SiegeLord has said that it is possible but requires a rewrite, which is
unfortunate.. I am willing to help with such a thing, because one of my
projects either needs it, or has to re-implement everything from
al_draw_bitmap, al_draw_text, to every single primitive.

Since the ttf addon doesn't seem to export its internal render methods, I'd
essentially have to re-implement the entire addon in my own project. Which I'd
rather not do if I don't have to.

I already started on designing the necessary infrastructure for my project to
handle full deferred drawing:

struct PaintEngineVert {
       static const int VERT_STRIDE = 10;
       double d[VERT_STRIDE];
};

struct PaintEngineStoreRange {
       DynArray<int> idx;
       int texture;
};

struct PaintEngineStore {
       PtrArray<PaintEngineStoreRange> range;
       DynArray<PaintEngineVert> vert;
};


Though I'm not sure if its missing anything important.

Basically it stores a big blob of vertices in interleaved format (xyz+rgba+uv)
for use with something like glDrawElemets, each drawing command will append
three or more vertices to make up one or more triangles (using triangle
lists), and append three or more indices to the current StoreRange structure.
When the texture is changed, either a new StoreRange object is pushed onto the
stack, or an existing one is selected from the stack which contains the same
texture id, where any subsequent drawing operations are added. Also, every
vertex's z is set to the current "Depth", that is to say, some value that
places it behind any items that were drawn after them, so things actually look
correct once everything is drawn. This is important, because the structure
stores objects out of drawing order, and without it, drawing operations would
layer wrong.

With this structure, all held drawing operations should be sorted by texture,
and an absolute minimum of texture switching will need to be done. One
simplification could be made to just not look for any existing StoreRange in
the stack, and just allocate a new StoreRange when the texture is switched,
that may also allow the code to skip dealing with the z value, but I think in
some cases the performance improvement may be worth it, and the overhead isn't
that large.

Do you think its worth it?


The z value won't help as OpenGL never does any sorting. If you happen to have a depth buffer and one of the per-pixel depth tests enabled then the z value will help for opaque textures but not for translucent ones. So I'd say the order must be preserved for overlapping primitives in any case. In the end I think the simple algorithm would be like this:

When drawing a primitive, check the stack of held operations. If the type (e.g. TRIANGLE_LIST) and texture are both identical, add it to the stack. Otherwise draw the complete stack and start a new stack with the new primitive. The change to right now would be that also things like drawing a line would somehow be allowed to go to a global vertex array.

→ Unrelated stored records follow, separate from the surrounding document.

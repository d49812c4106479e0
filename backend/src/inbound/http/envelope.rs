//! Success envelope shared by every endpoint.
//!
//! ```text
//! { "msg": "ok", "inf": <payload> }   // reads, creates, updates
//! { "msg": "ok" }                     // deletes
//! ```

use serde::Serialize;

const OK: &str = "ok";

/// Success response body.
#[derive(Debug, Clone, PartialEq, Eq, Serialize)]
pub struct Envelope<T> {
    msg: &'static str,
    #[serde(skip_serializing_if = "Option::is_none")]
    inf: Option<T>,
}

impl<T> Envelope<T> {
    /// Wrap `inf` in an `"ok"` envelope.
    pub fn ok(inf: T) -> Self {
        Self {
            msg: OK,
            inf: Some(inf),
        }
    }
}

impl Envelope<()> {
    /// An `"ok"` envelope without payload.
    pub fn done() -> Self {
        Self { msg: OK, inf: None }
    }
}

#[cfg(test)]
mod tests {
    use super::*;
    use rstest::rstest;
    use serde_json::json;

    #[rstest]
    fn payload_is_carried_under_inf() {
        let value = serde_json::to_value(Envelope::ok(vec![1, 2])).expect("serialise");
        assert_eq!(value, json!({ "msg": "ok", "inf": [1, 2] }));
    }

    #[rstest]
    fn done_omits_inf() {
        let value = serde_json::to_value(Envelope::done()).expect("serialise");
        assert_eq!(value, json!({ "msg": "ok" }));
    }
}
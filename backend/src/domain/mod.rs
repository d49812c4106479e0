//! Domain records, identities, errors and ports.
//!
//! Purpose: define the five record kinds (users, planets, people and the two
//! favourite link tables), the partial-update types that go with them, and
//! the store ports that adapters implement. Nothing here knows about HTTP or
//! SQL.
//!
//! Public surface:
//! - Error / ErrorCode: transport-agnostic failures.
//! - User, Planet, Person, FavoritePlanet, FavoritePerson: stored records.
//! - New* drafts and *Patch partial updates.
//! - FavoritesService: the combined favourites view.

pub mod error;
pub mod favorite;
pub mod identity;
pub mod password;
pub mod person;
pub mod planet;
pub mod ports;
pub mod user;

pub use self::error::{Error, ErrorCode, ErrorValidationError};
pub use self::favorite::{FavoriteEntry, FavoritePerson, FavoritePlanet, FavoritesService};
pub use self::identity::{
    EntityKind, FavoritePersonId, FavoritePlanetId, PersonId, PlanetId, UserId,
};
pub use self::password::{PasswordError, PasswordHash};
pub use self::person::{NewPerson, Person, PersonPatch};
pub use self::planet::{NewPlanet, Planet, PlanetPatch};
pub use self::user::{NewUser, User, UserPatch};
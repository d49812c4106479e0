//! Test helpers for inbound HTTP components.

use actix_web::http::StatusCode;
use actix_web::test::{self, TestRequest};
use actix_web::{App, web};
use serde_json::Value;

use super::configure_routes;
use super::state::HttpState;
use crate::outbound::memory::InMemoryStore;

/// State backed by a fresh in-memory store.
pub fn memory_state() -> HttpState {
    HttpState::from_store(InMemoryStore::new())
}

/// Serve `request` through the full route table over `state`.
///
/// Returns the status and the JSON body (`Value::Null` for an empty body).
/// A fresh app is built per call; state persists through the shared store.
pub async fn send(state: &HttpState, request: TestRequest) -> (StatusCode, Value) {
    let app = test::init_service(
        App::new()
            .app_data(web::Data::new(state.clone()))
            .configure(configure_routes),
    )
    .await;
    let response = test::call_service(&app, request.to_request()).await;
    let status = response.status();
    let body = test::read_body(response).await;
    let json = if body.is_empty() {
        Value::Null
    } else {
        serde_json::from_slice(&body).expect("response body is JSON")
    };
    (status, json)
}
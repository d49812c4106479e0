//! Request middleware.
//!
//! Purpose: request lifecycle concerns that sit outside the handlers, such as
//! trace correlation.

pub mod trace;

pub use trace::Trace;
use anyhow::Result;
use sqlx::postgres::PgPoolOptions;
use sqlx::PgPool;
use tracing::info;

/// Creates a PostgreSQL connection pool and applies pending migrations.
pub async fn create_pool(database_url: &str) -> Result<PgPool> {
    info!("Connecting to PostgreSQL...");

    let pool = PgPoolOptions::new()
        .max_connections(10)
        .acquire_timeout(std::time::Duration::from_secs(5))
        .connect(database_url)
        .await?;

    sqlx::migrate!("./migrations").run(&pool).await?;

    info!("PostgreSQL connection pool established, migrations applied");
    Ok(pool)
}
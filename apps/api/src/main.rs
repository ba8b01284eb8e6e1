mod admin;
mod analysis;
mod cache;
mod config;
mod db;
mod documents;
mod errors;
mod listings;
mod llm_client;
mod models;
mod query;
mod routes;
mod state;
mod store;

use anyhow::Result;
use aws_config::Region;
use aws_sdk_s3::config::Credentials;
use std::net::SocketAddr;
use std::sync::Arc;
use tower_http::{cors::CorsLayer, trace::TraceLayer};
use tracing::{info, warn};
use tracing_subscriber::{layer::SubscriberExt, util::SubscriberInitExt, EnvFilter};

use crate::analysis::{CompatibilityModel, CompatibilityScorer};
use crate::cache::{CacheOrchestrator, CacheStore, DisabledCache, RedisCache};
use crate::config::Config;
use crate::db::create_pool;
use crate::documents::S3DocumentSource;
use crate::llm_client::LlmClient;
use crate::routes::build_router;
use crate::state::AppState;
use crate::store::PgRecordStore;

#[tokio::main]
async fn main() -> Result<()> {
    // Load configuration first (fails on missing required env vars)
    let config = Config::from_env()?;

    // Initialize structured logging
    tracing_subscriber::registry()
        .with(EnvFilter::try_from_default_env().unwrap_or_else(|_| {
            EnvFilter::new(format!(
                "{}={}",
                env!("CARGO_PKG_NAME").replace('-', "_"),
                &config.rust_log
            ))
        }))
        .with(tracing_subscriber::fmt::layer())
        .init();

    info!("Starting listings API v{}", env!("CARGO_PKG_VERSION"));

    // Initialize PostgreSQL (runs migrations)
    let db = create_pool(&config.database_url).await?;
    let store = Arc::new(PgRecordStore::new(db));

    // Initialize Redis. Reads and invalidations degrade to no-ops without it.
    let cache: Arc<dyn CacheStore> = match RedisCache::connect(&config.redis_url).await {
        Ok(redis) => Arc::new(redis),
        Err(e) => {
            warn!("Redis unavailable, serving uncached: {e}");
            Arc::new(DisabledCache)
        }
    };

    // Initialize S3 / MinIO
    let s3 = build_s3_client(&config).await;
    info!("S3 client initialized (bucket: {})", config.s3_bucket);
    let documents = Arc::new(S3DocumentSource::new(s3, config.s3_bucket.clone()));

    // Initialize compatibility model
    let model: Option<Arc<dyn CompatibilityModel>> = match &config.anthropic_api_key {
        Some(key) => {
            let llm = LlmClient::new(key.clone())?;
            info!("LLM client initialized (model: {})", llm_client::MODEL);
            Some(Arc::new(llm) as Arc<dyn CompatibilityModel>)
        }
        None => {
            warn!("ANTHROPIC_API_KEY not set, CV analysis will use keyword scoring");
            None
        }
    };

    let state = AppState {
        store,
        cache: CacheOrchestrator::new(cache),
        documents,
        scorer: CompatibilityScorer::new(model),
    };

    let app = build_router(state)
        .layer(TraceLayer::new_for_http())
        .layer(CorsLayer::permissive());

    let addr: SocketAddr = format!("0.0.0.0:{}", config.port).parse()?;
    info!("Listening on {addr}");

    let listener = tokio::net::TcpListener::bind(addr).await?;
    axum::serve(listener, app).await?;

    Ok(())
}

/// Constructs an S3 client configured for MinIO (local) or AWS (production).
async fn build_s3_client(config: &Config) -> aws_sdk_s3::Client {
    let credentials = Credentials::new(
        &config.aws_access_key_id,
        &config.aws_secret_access_key,
        None,
        None,
        "listings-static",
    );

    let s3_config = aws_config::defaults(aws_config::BehaviorVersion::latest())
        .region(Region::new(config.aws_region.clone()))
        .credentials_provider(credentials)
        .endpoint_url(&config.s3_endpoint)
        .load()
        .await;

    aws_sdk_s3::Client::new(&s3_config)
}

The more complex variant would be to add all primitives to the stack, then when drawing them, generate vertex arrays by grouping them by type and texture. And while doing so check them all for overlap and make sure order is preserved for any but fully opaque primitives.

Somewhat related, I've seen a neat idea in XNA. It has a sort mode for its SpriteBatch which must be explicitely specified [1] - the documentation doesn't tell the possible values buy my guess is that it sorts either not at all or sorts all sprites by texture. So it's up to the user to simply draw a SpriteBatch in the same order in which sprites were added, or actually group them by texture (in case they do not overlap). For drawing large amount of texts this can help a lot, as glyphs usually do not overlap and having to change texture after each letter would get very slow. (I think XNA in fact can draw text as a SpriteBatch.)